Set down word for word the lines that begin the entries and run through the line containing "runner is gone.". Give nothing further.

[Stored items]
▬▬▬▬▬▬

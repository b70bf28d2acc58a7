//! Coordination context
//!
//! [`PipelineRunner`] owns the [`LifecycleCoordinator`] and drives it from a
//! single tokio task: queued events in arrival order, plus a scheduled tick
//! for the latency tuner. Hosts talk to it through a cloneable
//! [`PipelineHandle`].

use std::time::Duration;

use tokio::sync::mpsc;
use tokio::time::{self, Instant, MissedTickBehavior};
use tracing::{debug, info};

use crate::actor::{CaptureDevice, PipelineObserver, RendererFactory};
use crate::config::PipelineConfig;
use crate::coordinator::LifecycleCoordinator;
use crate::error::{PipelineError, Result};
use crate::events::{PipelineEvent, UserCommand};
use crate::types::DeviceId;

/// Host-side sender into a running pipeline
///
/// Sending never blocks. Every method fails with
/// [`PipelineError::QueueClosed`] once the runner is gone.
#[derive(Debug, Clone)]
pub struct PipelineHandle {
    events: mpsc::UnboundedSender<PipelineEvent>,
}

impl PipelineHandle {
    /// Hand a discovered device to the pipeline
    pub fn device_found(&self, device: Box<dyn CaptureDevice>) -> Result<()> {
        self.send(PipelineEvent::DeviceFound(device))
    }

    /// Report a device as gone
    pub fn device_lost(&self, id: DeviceId) -> Result<()> {
        self.send(PipelineEvent::DeviceLost(id))
    }

    /// Send a user command
    pub fn send_command(&self, command: UserCommand) -> Result<()> {
        self.send(command.into())
    }

    /// Request teardown
    pub fn terminate(&self) -> Result<()> {
        self.send_command(UserCommand::Terminate)
    }

    fn send(&self, event: PipelineEvent) -> Result<()> {
        self.events.send(event).map_err(|_| PipelineError::QueueClosed)
    }
}

/// Single-task driver for the coordinator
///
/// # Examples
///
/// ```rust,ignore
/// let runner = PipelineRunner::new(PipelineConfig::default(), factory, observer)?;
/// let handle = runner.handle();
///
/// let task = tokio::spawn(runner.run());
/// handle.device_found(Box::new(device))?;
/// // ...
/// handle.terminate()?;
/// task.await??;
/// ```
pub struct PipelineRunner {
    coordinator: LifecycleCoordinator,
    events: mpsc::UnboundedReceiver<PipelineEvent>,
    sender: mpsc::UnboundedSender<PipelineEvent>,
    tick_interval: Duration,
}

impl PipelineRunner {
    /// Create a runner
    ///
    /// Fails with [`PipelineError::InvalidConfig`] if the configuration does
    /// not validate.
    pub fn new(
        config: PipelineConfig,
        factory: Box<dyn RendererFactory>,
        observer: Box<dyn PipelineObserver>,
    ) -> Result<Self> {
        config
            .validate()
            .map_err(|issues| PipelineError::invalid_config(issues.join(", ")))?;

        let (sender, events) = mpsc::unbounded_channel();
        let tick_interval = Duration::from_millis(config.tick_interval_ms);
        let coordinator = LifecycleCoordinator::new(config, factory, observer, sender.clone());

        Ok(Self {
            coordinator,
            events,
            sender,
            tick_interval,
        })
    }

    /// Get a handle for sending events
    pub fn handle(&self) -> PipelineHandle {
        PipelineHandle {
            events: self.sender.clone(),
        }
    }

    /// Coordinator, for inspection before the runner starts
    pub fn coordinator(&self) -> &LifecycleCoordinator {
        &self.coordinator
    }

    /// Drain events and ticks until teardown completes
    ///
    /// Returns `Ok(())` after termination and the first invariant violation
    /// as `Err`.
    pub async fn run(self) -> Result<()> {
        let Self {
            mut coordinator,
            mut events,
            sender,
            tick_interval,
        } = self;
        // Sinks hold their own senders; the runner's copy is not needed
        drop(sender);

        let mut ticker = time::interval_at(Instant::now() + tick_interval, tick_interval);
        ticker.set_missed_tick_behavior(MissedTickBehavior::Delay);

        info!("Pipeline runner started, tick every {:?}", tick_interval);

        loop {
            tokio::select! {
                biased;

                event = events.recv() => match event {
                    Some(event) => coordinator.handle_event(event)?,
                    None => return Err(PipelineError::QueueClosed),
                },
                _ = ticker.tick() => {
                    debug!("Tick");
                    coordinator.handle_event(PipelineEvent::Tick)?;
                }
            }

            if coordinator.is_terminated() {
                info!("Pipeline runner finished");
                return Ok(());
            }
        }
    }
}

impl std::fmt::Debug for PipelineRunner {
    fn fmt(&self, f: &mut std::fmt::Formatter<'_>) -> std::fmt::Result {
        f.debug_struct("PipelineRunner")
            .field("coordinator", &self.coordinator)
            .field("tick_interval", &self.tick_interval)
            .finish_non_exhaustive()
    }
}
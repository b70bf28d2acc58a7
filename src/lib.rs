//! # vidproc
//!
//! Live capture-to-render video pipeline coordination and pixel-format
//! transcoding for Rust.
//!
//! This crate provides a unified interface to the vidproc libraries:
//!
//! - **[`format`]** - Pixel format catalog and frame format conversion (v210 → P210)
//! - **[`pipeline`]** - Capture/renderer lifecycle coordination, frame delivery gate, latency auto-tuning
//!
//! # Features
//!
//! Both features are enabled by default. The format layer can be used on its own:
//!
//! ```toml
//! # Use everything (default)
//! vidproc = "0.1"
//!
//! # Pixel formats and converters only
//! vidproc = { version = "0.1", default-features = false, features = ["format"] }
//! ```
//!
//! | Feature | Default | Description |
//! |---------|---------|-------------|
//! | `format` | Yes | Pixel format catalog and frame conversion |
//! | `pipeline` | Yes | Lifecycle coordination (implies `format`) |
//! | `full` | No | All features from all sub-crates |
//!
//! # Quick Start
//!
//! ## Converting a v210 Frame
//!
//! ```rust,ignore
//! use vidproc::format::{FrameConverter, PixelFormat, VideoConversion, VideoFrameDescriptor};
//!
//! let desc = VideoFrameDescriptor::new(PixelFormat::V210, 1920, 1080, 5120 * 1080);
//! let mut converter = FrameConverter::new(&desc, VideoConversion::V210ToP210)?;
//! let p210 = converter.convert(&captured_bytes)?;
//! assert_eq!(converter.output_descriptor().pixel_format, PixelFormat::P210);
//! ```
//!
//! ## Running the Pipeline
//!
//! ```rust,ignore
//! use vidproc::prelude::*;
//!
//! #[tokio::main]
//! async fn main() -> Result<(), Box<dyn std::error::Error>> {
//!     let runner = PipelineRunner::new(
//!         PipelineConfig::default(),
//!         Box::new(MyRendererFactory::new()),
//!         Box::new(LoggingObserver),
//!     )?;
//!     let handle = runner.handle();
//!     let task = tokio::spawn(runner.run());
//!
//!     handle.device_found(Box::new(MyCaptureCard::open(0)?))?;
//!     handle.send_command(UserCommand::SetFullScreen(true))?;
//!
//!     handle.terminate()?;
//!     task.await??;
//!     Ok(())
//! }
//! ```
//!
//! # Architecture
//!
//! ```text
//! ┌─────────────────────────────────────────────────────────────────┐
//! │                            vidproc                              │
//! ├──────────────────────────────┬──────────────────────────────────┤
//! │       vidproc-pipeline       │          vidproc-format          │
//! │                              │                                  │
//! │  PipelineRunner              │  PixelFormat / PixelFormatInfo   │
//! │  LifecycleCoordinator        │  VideoFrameDescriptor            │
//! │  FrameDeliveryGate           │  FrameConverter                  │
//! │  LatencyAutoTuner            │  V210ToP210Formatter             │
//! └──────────────┬───────────────┴─────────────────┬────────────────┘
//!                │                                 │
//!                ▼                                 ▼
//!     CaptureDevice / RenderSink           v210 and P210 payloads
//! ```
//!
//! # Related Crates
//!
//! You can also use the individual crates directly:
//!
//! - [`vidproc-format`](https://crates.io/crates/vidproc-format) - Formats and conversion only
//! - [`vidproc-pipeline`](https://crates.io/crates/vidproc-pipeline) - Pipeline coordination

#![cfg_attr(docsrs, feature(doc_cfg))]

/// Crate version
pub const VERSION: &str = env!("CARGO_PKG_VERSION");

// =============================================================================
// RE-EXPORTS
// =============================================================================

/// Pixel format catalog and frame format conversion.
///
/// - Bits per pixel, FourCC and name for every known encoding
/// - v210 → P210 repacking into a reused output buffer
///
/// See [`vidproc_format`] documentation for details.
#[cfg(feature = "format")]
#[cfg_attr(docsrs, doc(cfg(feature = "format")))]
pub use vidproc_format as format;

/// Capture device and renderer lifecycle coordination.
///
/// - Ordered device switching and renderer fallback
/// - Frame delivery gated on the renderer state
/// - Periodic latency auto-tuning
///
/// See [`vidproc_pipeline`] documentation for details.
#[cfg(feature = "pipeline")]
#[cfg_attr(docsrs, doc(cfg(feature = "pipeline")))]
pub use vidproc_pipeline as pipeline;

// =============================================================================
// PRELUDE - Common types for convenience
// =============================================================================

/// Prelude module with commonly used types.
///
/// ```rust
/// use vidproc::prelude::*;
/// ```
pub mod prelude {
    #[cfg(feature = "format")]
    pub use vidproc_format::{ConversionError, FrameConverter, PixelFormat, VideoConversion, VideoFrameDescriptor};

    #[cfg(feature = "pipeline")]
    pub use vidproc_pipeline::{
        CaptureDevice, CaptureEventSink, LifecycleCoordinator, LoggingObserver, PipelineConfig, PipelineError,
        PipelineHandle, PipelineObserver, PipelineRunner, RenderSink, RendererFactory, UserCommand,
    };
}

▬▬▬▬▬▬

▶ [Solved problem]:
repository b70bf28d2acc58a7
//! Coordination context
//!
//! [`PipelineRunner`] owns the [`LifecycleCoordinator`] and drives it from a
//! single tokio task: queued events in arrival order, plus a scheduled tick
//! for the latency tuner. Hosts talk to it through a cloneable
//! [`PipelineHandle`].

use std::time::Duration;

use tokio::sync::mpsc;
use tokio::time::{self, Instant, MissedTickBehavior};
use tracing::{debug, info};

use crate::actor::{CaptureDevice, PipelineObserver, RendererFactory};
use crate::config::PipelineConfig;
use crate::coordinator::LifecycleCoordinator;
use crate::error::{PipelineError, Result};
use crate::events::{PipelineEvent, UserCommand};
use crate::types::DeviceId;

/// Host-side sender into a running pipeline
///
/// Sending never blocks. Every method fails with
/// [`PipelineError::QueueClosed`] once the runner is gone.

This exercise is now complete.